À quelques mètres de là, un robot Walker S2 simule son mouvement en temps réel. Le bras métallique s'étend pour saisir fermement un colis et se coordonne avec l'autre main pour le placer sur la table voisine.
Cette action apparemment simple est en fait un processus d'exploitation de "l'or". Les capteurs de pression, de vision et de couple dans l'articulation enregistrent en permanence tous les changements microscopiques. Le système collecte des données du monde réel de haute qualité pour servir de "nourriture" à l'intelligence artificielle.
L'objectif est de combiner le contrôle à distance humain avec la collecte automatique", a expliqué Ouyang.
Cette installation de 6 000 m2 a officiellement ouvert ses portes le 8 janvier 2026 et devrait atteindre sa capacité maximale en mars avec 3 millions d'éléments de données par an. Il s'agit d'une étape clé dans la stratégie de transition de la production à l'intelligence robotique de la Chine.
L'année dernière a marqué une étape importante dans la production en série de robots semi-humains en Chine, avec plus de 140 fabricants lançant plus de 330 modèles différents. Cependant, la rareté des données réelles reste un goulot d'étranglement qui entrave la commercialisation.
M. Wang Feili, analyste chez UBS Securities China, a déclaré: "Même si l'enfant naît intelligent, s'il n'y a pas d'ensembles de données du monde réel à nourrir, il ne peut pas grandir".
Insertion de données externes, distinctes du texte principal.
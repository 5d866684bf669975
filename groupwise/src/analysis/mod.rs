pub mod boxplot;
pub mod correction;
pub mod mann_whitney;
pub mod pairwise;
pub mod statistics_output;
Ce processus de collecte de données est extrêmement coûteux. La formation de robots pour trier une pile nécessite des dizaines de milliers d'opérations de saisie. De plus, le plus grand goulot d'étranglement réside dans la qualité de la perception tactile. M. Peng Zhihui, cofondateur d'AGIBOT, a déclaré que près de 80% des tâches industrielles que l'automatisation traditionnelle rencontre des difficultés sont liées au toucher, car l'industrie manque de feuilles de route de normalisation.
Pour relever le défi, la Chine a annoncé le premier système de normes nationales pour les robots semi-humains. Parallèlement, des installations de formation à grande échelle poussent dans tout le pays, de Pékin à Shanghai en passant par Guangzhou.
Rien qu'au Sichuan, au 24 février 2026, la localité avait enregistré 1 138 entreprises liées aux robots. Grâce à la simulation de scénarios industriels réels, le centre Tu Cong aide les robots à perfectionner leurs compétences de manipulation, fournissant une base solide pour optimiser les algorithmes.
Lorsque Ouyang Yuanbin termine sa journée de travail, des robots tels que le Walker S2 seront bientôt déployés dans les usines et les entrepôts de toute la Chine.